My students call this cheating because “there's simply no way writing suddenly gets this easy all the time,” according to the college senior noted above. Really, it's just a simple formula I learned back in one of my AP English classes in high school, taught by the most demanding Duquesne professor I've ever met. She called it the “five paragraph essay format.” I am going to give you this formula as it suits high school papers with notes that explain my expansion. The expansion suits more in-depth papers, papers with a longer page requirement, and University level papers. I'll also give you a few good references for more online info and a (copy-and-paste) printable outline.

This format was very awkward to use at first (especially because I was a good writer), but she insisted we use it the entire year. Once you get used to it, you'll be able to pump those papers out in no time at all (a definite plus in college, even for me).

Here's the formula:

Introductory Paragraph: Topic Sentence (called a “Thesis Statement”): Topic, point 1, point 2, point 3.

“Hook”: A statement that gets a reader's attention.

Body: Paragraph 1: Point 1

Paragraph 2: Point 2

Paragraph 3: Point 3

Closing Paragraph: Restate Thesis

Summarize three main points

Make a statement that signals the end of the paper (called a “Clincher”)

Other notes: Paragraphs should be at least five sentences long (my teacher was obsessive about 5-7 sentences in each paragraph)

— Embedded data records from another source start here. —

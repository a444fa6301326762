//! `SignalSink` (§4.7, §5): a bounded, process-wide append-only ring of
//! elevated-salience signals kept around for learning feedback. Grounded
//! on the prompt cache's bounded-accounting shape
//! (`crate::llm::cache::{CacheStats, PromptCache}`), scaled down to a
//! single ring instead of a keyed map since signals here are anonymous
//! and retained purely by recency.

use chrono::{DateTime, Utc};
use parking_lot::Mutex;
use std::collections::VecDeque;

/// Default values from §5.
pub const DEFAULT_MAX_SIGNAL_CAPACITY: usize = 10_000;
pub const DEFAULT_SIGNAL_RETENTION_MINUTES: i64 = 5;

/// One elevated-salience signal retained for learning feedback.
#[derive(Debug, Clone)]
pub struct RetainedSignal {
    pub signature: String,
    pub key: String,
    pub value: serde_json::Value,
    pub recorded_at: DateTime<Utc>,
}

/// Bounded append-only ring, capacity `MaxSignalCapacity`, retention
/// `SignalRetentionMinutes`. Eviction discards oldest on overflow (§5).
/// The host is responsible for calling `sweep(now)` periodically to
/// enforce the TTL — there is no background task here, matching the
/// "constructor-injected singleton with explicit init/shutdown" shape
/// (§9 "Global mutable state").
pub struct SignalSink {
    entries: Mutex<VecDeque<RetainedSignal>>,
    capacity: usize,
    retention_minutes: i64,
}

impl SignalSink {
    pub fn new(capacity: usize, retention_minutes: i64) -> Self {
        Self {
            entries: Mutex::new(VecDeque::with_capacity(capacity.min(1024))),
            capacity,
            retention_minutes,
        }
    }

    /// Append one signal, dropping the oldest entry if at capacity.
    pub fn record(&self, signal: RetainedSignal) {
        let mut entries = self.entries.lock();
        if entries.len() >= self.capacity {
            entries.pop_front();
        }
        entries.push_back(signal);
    }

    pub fn len(&self) -> usize {
        self.entries.lock().len()
    }

    pub fn is_empty(&self) -> bool {
        self.entries.lock().is_empty()
    }

    /// Drop every entry older than `retention_minutes` relative to `now`.
    /// Host-driven: call this on a timer, not from the request path (§5
    /// "Back-pressure ... MUST NOT block the request path").
    pub fn sweep(&self, now: DateTime<Utc>) {
        let cutoff = now - chrono::Duration::minutes(self.retention_minutes);
        let mut entries = self.entries.lock();
        while matches!(entries.front(), Some(entry) if entry.recorded_at < cutoff) {
            entries.pop_front();
        }
    }

    /// Snapshot of every currently-retained signal, oldest first.
    pub fn snapshot(&self) -> Vec<RetainedSignal> {
        self.entries.lock().iter().cloned().collect()
    }
}

impl Default for SignalSink {
    fn default() -> Self {
        Self::new(DEFAULT_MAX_SIGNAL_CAPACITY, DEFAULT_SIGNAL_RETENTION_MINUTES)
    }
}

#[cfg(test)]
mod tests {
    use super::*;

    fn signal(sig: &str, offset_minutes: i64, base: DateTime<Utc>) -> RetainedSignal {
        RetainedSignal {
            signature: sig.to_string(),
            key: "waveform.burst_detected".to_string(),
            value: serde_json::json!(true),
            recorded_at: base + chrono::Duration::minutes(offset_minutes),
        }
    }

    fn now() -> DateTime<Utc> {
        DateTime::from_timestamp(1_700_000_000, 0).unwrap()
    }

    #[test]
    fn records_accumulate_up_to_capacity() {
        let sink = SignalSink::new(3, 5);
        for i in 0..3 {
            sink.record(signal("sig1", i, now()));
        }
        assert_eq!(sink.len(), 3);
    }

    #[test]
    fn overflow_drops_oldest_entry() {
        let sink = SignalSink::new(2, 5);
        sink.record(signal("first", 0, now()));
        sink.record(signal("second", 1, now()));
        sink.record(signal("third", 2, now()));
        let snapshot = sink.snapshot();
        assert_eq!(snapshot.len(), 2);
        assert_eq!(snapshot[0].signature, "second");
        assert_eq!(snapshot[1].signature, "third");
    }

    #[test]
    fn sweep_evicts_entries_older_than_retention_window() {
        let sink = SignalSink::new(100, 5);
        sink.record(signal("stale", -10, now()));
        sink.record(signal("fresh", 0, now()));
        sink.sweep(now());
        let snapshot = sink.snapshot();
        assert_eq!(snapshot.len(), 1);
        assert_eq!(snapshot[0].signature, "fresh");
    }

    #[test]
    fn sweep_on_empty_sink_is_a_no_op() {
        let sink = SignalSink::default();
        sink.sweep(now());
        assert!(sink.is_empty());
    }
}
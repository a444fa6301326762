//! # botshield-core
//!
//! In-process bot detection engine embedded as HTTP middleware: a blackboard
//! orchestrator runs detectors in parallel waves, an evidence aggregator
//! turns their contributions into a bot probability, and a policy engine
//! decides what to do about it.
//!
//! ## Core components
//!
//! - **Orchestrator**: wave-based parallel detector scheduling with
//!   circuit breakers and quorum-based early exit
//! - **Aggregator**: turns a detection ledger into a bot probability,
//!   confidence, and risk band
//! - **Policy**: detection-policy and action-policy resolution
//! - **Signature**: keyed-MAC identity fingerprinting and aggregate caches

pub mod aggregator;
pub mod blackboard;
pub mod config;
pub mod detector;
pub mod engine;
pub mod envelope;
pub mod error;
pub mod export;
pub mod feedback;
pub mod ledger;
pub mod llm_provider;
pub mod orchestrator;
pub mod policy;
pub mod signature;
pub mod sink;
pub mod upstream_trust;

pub use aggregator::{AggregatedEvidence, CategoryScore, EvidencePattern, RiskBand, WeightOverrides};
pub use blackboard::Blackboard;
pub use config::{AllowListConfig, EngineConfig, FastPathConfig, ResponseHeadersConfig, ThrottlingConfig};
pub use detector::{Category, Contribution, Detector, DetectorMeta, Verdict, Wave};
pub use engine::{Engine, PipelineOutcome, RequestContext};
pub use envelope::{AuthenticatedUser, Headers, Method, RequestEnvelope, ScratchMap};
pub use error::{Error, Result, TimeoutScope};
pub use export::{build_export_record, derive_label, filter_signals_for_export, generalize_path, TrainingExportRecord};
pub use feedback::{apply_response_feedback, FeedbackRule, ResponseFeedbackConfig, ResponseSignal};
pub use ledger::DetectionLedger;
pub use llm_provider::{capability_enabled, CompletionParams, LlmProvider};
pub use orchestrator::{
    CircuitBreakerConfig, CircuitBreakerSnapshot, DetectionOutcome, EarlyExitVerdict,
    Orchestrator, OrchestratorConfig, OrchestratorConfigBuilder, WaveSpec,
};
pub use policy::{
    apply_overlay, is_static_asset_path, resolve_action, resolve_policy_name, ActionKind,
    ActionOutcome, ActionPolicy, ActionPolicyRegistry, ApiKeyOverlay, DetectionPolicy,
    DetectionPolicyResolution, PathPolicyMap,
};
pub use signature::{
    derive_signatures, fuzzy_match_weight, is_match, ClientSideFingerprint, FactorWeights, MacKey,
    PluginFingerprint, SignatureSet,
};
pub use signature::cache::{
    BotSummary, DetectionEvent, SharedSignatureAggregateCache, SignatureAggregate,
    SignatureAggregateCache, TopBotsSort,
};
pub use signature::visitor::{CachedVisitor, CategoryCounts, VisitorCategory, VisitorEvent, VisitorListCache};
pub use sink::{RetainedSignal, SignalSink, DEFAULT_MAX_SIGNAL_CAPACITY, DEFAULT_SIGNAL_RETENTION_MINUTES};
pub use upstream_trust::{try_hydrate, UpstreamTrustConfig};
//! The per-request blackboard: a string-keyed signal store shared among
//! detectors within one request.
//!
//! Signals are monotone-write per request: detectors may add, rarely
//! overwrite. Reads are lock-free; writes are last-writer-wins but
//! detectors are required to be content-deterministic given identical
//! inputs, so the ordering ambiguity within a wave is acceptable (§4.1).

use dashmap::DashMap;
use serde_json::Value;

/// A per-request key-value signal store. Keys are stable dotted-namespace
/// identifiers, e.g. `ua.is_bot`, `ip.provider`, `waveform.burst_detected`.
#[derive(Debug, Default)]
pub struct Blackboard {
    signals: DashMap<String, Value>,
}

impl Blackboard {
    pub fn new() -> Self {
        Self::default()
    }

    /// Write a signal. Last writer wins; see module docs for why this is
    /// safe given the detector contract.
    pub fn set(&self, key: impl Into<String>, value: impl Into<Value>) {
        self.signals.insert(key.into(), value.into());
    }

    pub fn get(&self, key: &str) -> Option<Value> {
        self.signals.get(key).map(|v| v.clone())
    }

    pub fn has(&self, key: &str) -> bool {
        self.signals.contains_key(key)
    }

    /// Lock-free snapshot of every signal currently on the board. Used to
    /// populate `AggregatedEvidence::signals` with "important" entries.
    pub fn snapshot(&self) -> Vec<(String, Value)> {
        self.signals
            .iter()
            .map(|entry| (entry.key().clone(), entry.value().clone()))
            .collect()
    }

    /// Snapshot filtered to a set of well-known keys considered salient
    /// enough to export into `AggregatedEvidence`.
    pub fn snapshot_filtered<'a>(&self, important: impl IntoIterator<Item = &'a str>) -> Vec<(String, Value)> {
        important
            .into_iter()
            .filter_map(|key| self.get(key).map(|v| (key.to_string(), v)))
            .collect()
    }
}

#[cfg(test)]
mod tests {
    use super::*;

    #[test]
    fn set_then_get_roundtrips() {
        let board = Blackboard::new();
        board.set("ua.is_bot", true);
        assert_eq!(board.get("ua.is_bot"), Some(Value::from(true)));
        assert!(board.has("ua.is_bot"));
        assert!(!board.has("ip.provider"));
    }

    #[test]
    fn last_writer_wins() {
        let board = Blackboard::new();
        board.set("k", 1);
        board.set("k", 2);
        assert_eq!(board.get("k"), Some(Value::from(2)));
    }

    #[test]
    fn snapshot_filtered_skips_absent_keys() {
        let board = Blackboard::new();
        board.set("ua.is_bot", true);
        let filtered = board.snapshot_filtered(["ua.is_bot", "ip.provider"]);
        assert_eq!(filtered, vec![("ua.is_bot".to_string(), Value::from(true))]);
    }
}
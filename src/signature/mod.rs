//! Signature & Identity State (§4.5): keyed-MAC multi-factor fingerprint
//! derivation and fuzzy cross-session matching. Signatures are the only
//! identity keys that leave the request boundary — raw IP and raw UA must
//! not.

pub mod cache;
pub mod visitor;

use hmac::{Hmac, Mac};
use sha2::Sha256;
use std::net::Ipv4Addr;

type HmacSha256 = Hmac<Sha256>;

/// How many hex characters of the MAC output are kept as the storable
/// signature (§4.5: "Take a fixed hex prefix (e.g. 16 chars)").
const SIGNATURE_HEX_LEN: usize = 16;

/// The process-wide keyed-MAC secret. Immutable after startup (§5).
#[derive(Clone)]
pub struct MacKey(Vec<u8>);

impl MacKey {
    pub fn from_base64(encoded: &str) -> crate::error::Result<Self> {
        use base64::Engine;
        let bytes = base64::engine::general_purpose::STANDARD
            .decode(encoded)
            .map_err(|e| crate::error::Error::config(format!("invalid signatureHashKey: {e}")))?;
        if bytes.len() < 16 {
            return Err(crate::error::Error::config("signatureHashKey must decode to at least 16 bytes"));
        }
        Ok(Self(bytes))
    }

    /// Dev-only fallback: a key derived from process start time, never
    /// used in production (§6: "required in prod").
    pub fn dev_random() -> Self {
        let seed = std::time::SystemTime::now()
            .duration_since(std::time::UNIX_EPOCH)
            .unwrap_or_default()
            .as_nanos();
        let mut bytes = seed.to_le_bytes().to_vec();
        bytes.extend_from_slice(b"botshield-dev-only-key");
        Self(bytes)
    }

    fn mac_hex(&self, input: &[u8]) -> String {
        let mut mac = HmacSha256::new_from_slice(&self.0).expect("HMAC accepts any key length");
        mac.update(input);
        let bytes = mac.finalize().into_bytes();
        let hex = hex::encode(bytes);
        hex[..SIGNATURE_HEX_LEN.min(hex.len())].to_string()
    }
}

/// One request's multi-factor identity fingerprint set (§3 "Signature
/// set"). `clientSide`/`plugin` are only present when the client posted
/// the corresponding fingerprint payload.
#[derive(Debug, Clone, PartialEq, Eq)]
pub struct SignatureSet {
    pub primary: String,
    pub ip: String,
    pub ua: String,
    pub ip_subnet: String,
    pub client_side: Option<String>,
    pub plugin: Option<String>,
}

/// Optional client-side fingerprint postback (§4.5).
#[derive(Debug, Clone, Default)]
pub struct ClientSideFingerprint {
    pub canvas: String,
    pub webgl: String,
    pub audio: String,
}

/// Optional plugin/font/extension fingerprint postback (§4.5).
#[derive(Debug, Clone, Default)]
pub struct PluginFingerprint {
    pub plugins: String,
    pub fonts: String,
    pub extensions: String,
}

/// Truncate an IPv4 address to its `/24` subnet string; non-IPv4 inputs
/// (IPv6, malformed) pass through unchanged so they still hash to a
/// stable (if coarser) bucket.
fn ip_subnet_24(ip: &str) -> String {
    match ip.parse::<Ipv4Addr>() {
        Ok(addr) => {
            let octets = addr.octets();
            format!("{}.{}.{}.0/24", octets[0], octets[1], octets[2])
        }
        Err(_) => ip.to_string(),
    }
}

/// Derive the full signature set for one request (§4.5).
pub fn derive_signatures(
    key: &MacKey,
    ip: &str,
    user_agent: &str,
    client_side: Option<&ClientSideFingerprint>,
    plugin: Option<&PluginFingerprint>,
) -> SignatureSet {
    let mut primary_input = Vec::with_capacity(ip.len() + 1 + user_agent.len());
    primary_input.extend_from_slice(ip.as_bytes());
    primary_input.push(0x00);
    primary_input.extend_from_slice(user_agent.as_bytes());

    SignatureSet {
        primary: key.mac_hex(&primary_input),
        ip: key.mac_hex(ip.as_bytes()),
        ua: key.mac_hex(user_agent.as_bytes()),
        ip_subnet: key.mac_hex(ip_subnet_24(ip).as_bytes()),
        client_side: client_side.map(|c| key.mac_hex(format!("{}\x00{}\x00{}", c.canvas, c.webgl, c.audio).as_bytes())),
        plugin: plugin.map(|p| key.mac_hex(format!("{}\x00{}\x00{}", p.plugins, p.fonts, p.extensions).as_bytes())),
    }
}

/// Per-factor weights for fuzzy cross-session matching (§4.5).
pub struct FactorWeights;

impl FactorWeights {
    pub const PRIMARY: u32 = 100;
    pub const IP: u32 = 50;
    pub const UA: u32 = 50;
    pub const IP_SUBNET: u32 = 30;
    pub const CLIENT_SIDE: u32 = 80;
    pub const PLUGIN: u32 = 60;
}

pub const DEFAULT_MIN_WEIGHT_FOR_MATCH: u32 = 100;
pub const DEFAULT_MIN_WEIGHT_FOR_WEAK_MATCH: u32 = 80;
pub const DEFAULT_MIN_FACTORS_FOR_WEAK_MATCH: u32 = 2;

/// Combined weight and distinct-matching-factor count across every factor
/// two signature sets share (§4.5 "Fuzzy match").
pub fn fuzzy_match_weight(a: &SignatureSet, b: &SignatureSet) -> (u32, u32) {
    let mut weight = 0;
    let mut factors = 0;

    let mut check = |matches: bool, w: u32| {
        if matches {
            weight += w;
            factors += 1;
        }
    };

    check(a.primary == b.primary, FactorWeights::PRIMARY);
    check(a.ip == b.ip, FactorWeights::IP);
    check(a.ua == b.ua, FactorWeights::UA);
    check(a.ip_subnet == b.ip_subnet, FactorWeights::IP_SUBNET);
    check(
        a.client_side.is_some() && a.client_side == b.client_side,
        FactorWeights::CLIENT_SIDE,
    );
    check(a.plugin.is_some() && a.plugin == b.plugin, FactorWeights::PLUGIN);

    (weight, factors)
}

/// Whether two signature sets count as the same visitor, per the weighted
/// voting rule in §4.5: combined weight >= `min_weight_for_match`, OR
/// (weight >= `min_weight_for_weak_match` AND distinct factors >=
/// `min_factors_for_weak_match`).
pub fn is_match(
    combined_weight: u32,
    matching_factors: u32,
    min_weight_for_match: u32,
    min_weight_for_weak_match: u32,
    min_factors_for_weak_match: u32,
) -> bool {
    combined_weight >= min_weight_for_match
        || (combined_weight >= min_weight_for_weak_match && matching_factors >= min_factors_for_weak_match)
}

#[cfg(test)]
mod tests {
    use super::*;

    fn key() -> MacKey {
        MacKey::from_base64("c3VwZXItc2VjcmV0LXNpZ25pbmcta2V5LWZvci10ZXN0cw==").unwrap()
    }

    #[test]
    fn same_inputs_produce_same_signatures() {
        let k = key();
        let a = derive_signatures(&k, "203.0.113.10", "Mozilla/5.0", None, None);
        let b = derive_signatures(&k, "203.0.113.10", "Mozilla/5.0", None, None);
        assert_eq!(a, b);
    }

    #[test]
    fn different_ip_changes_primary_and_ip_but_not_ua() {
        let k = key();
        let a = derive_signatures(&k, "203.0.113.10", "Mozilla/5.0", None, None);
        let b = derive_signatures(&k, "198.51.100.4", "Mozilla/5.0", None, None);
        assert_ne!(a.primary, b.primary);
        assert_ne!(a.ip, b.ip);
        assert_eq!(a.ua, b.ua);
    }

    #[test]
    fn signature_is_truncated_to_sixteen_hex_chars() {
        let k = key();
        let sig = derive_signatures(&k, "203.0.113.10", "Mozilla/5.0", None, None);
        assert_eq!(sig.primary.len(), 16);
    }

    #[test]
    fn raw_ip_and_ua_are_not_recoverable_from_signature() {
        let k = key();
        let sig = derive_signatures(&k, "203.0.113.10", "Mozilla/5.0", None, None);
        assert!(!sig.primary.contains("203.0.113.10"));
        assert!(!sig.ip.contains("203"));
    }

    #[test]
    fn ip_subnet_truncates_to_slash_24() {
        assert_eq!(ip_subnet_24("203.0.113.200"), "203.0.113.0/24");
        assert_eq!(ip_subnet_24("not-an-ip"), "not-an-ip");
    }

    #[test]
    fn fuzzy_match_exact_primary_hit_exceeds_min_weight_for_match() {
        let k = key();
        let a = derive_signatures(&k, "203.0.113.10", "Mozilla/5.0", None, None);
        let (weight, factors) = fuzzy_match_weight(&a, &a);
        assert!(is_match(weight, factors, DEFAULT_MIN_WEIGHT_FOR_MATCH, DEFAULT_MIN_WEIGHT_FOR_WEAK_MATCH, DEFAULT_MIN_FACTORS_FOR_WEAK_MATCH));
    }

    #[test]
    fn weak_match_requires_both_weight_and_factor_count() {
        // ip (50) + ip_subnet (30) = 80 weight, 2 factors: weak match.
        let weight = FactorWeights::IP + FactorWeights::IP_SUBNET;
        assert!(is_match(weight, 2, DEFAULT_MIN_WEIGHT_FOR_MATCH, DEFAULT_MIN_WEIGHT_FOR_WEAK_MATCH, DEFAULT_MIN_FACTORS_FOR_WEAK_MATCH));
        // Same weight, only 1 factor: not a weak match.
        assert!(!is_match(weight, 1, DEFAULT_MIN_WEIGHT_FOR_MATCH, DEFAULT_MIN_WEIGHT_FOR_WEAK_MATCH, DEFAULT_MIN_FACTORS_FOR_WEAK_MATCH));
    }

    #[test]
    fn below_both_thresholds_is_not_a_match() {
        assert!(!is_match(FactorWeights::UA, 1, DEFAULT_MIN_WEIGHT_FOR_MATCH, DEFAULT_MIN_WEIGHT_FOR_WEAK_MATCH, DEFAULT_MIN_FACTORS_FOR_WEAK_MATCH));
    }
}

This looks a wee bit confusing, so let me clear it up for you. First off, I want to note that a good portion of what should be included in the formula is debatable or based on preference. Universities and teachers differ on specific guidelines for this format, so it's a good idea to check out what your professor/teacher wants. I'm simply giving you a formula that works for most of my students.

Let's start with the Introductory paragraph. This should include a “hook” and your thesis. Whether or not it includes more of an outline for the paper is debatable, so I'll leave that up to your discretion.

The hardest part of the intro paragraph is the hook. It's also probably the most important part of the paragraph. The hook is a statement that gets the reader's attention (as noted above).

Example taken from a short story assignment:

This story is about a dead elephant and some park rangers.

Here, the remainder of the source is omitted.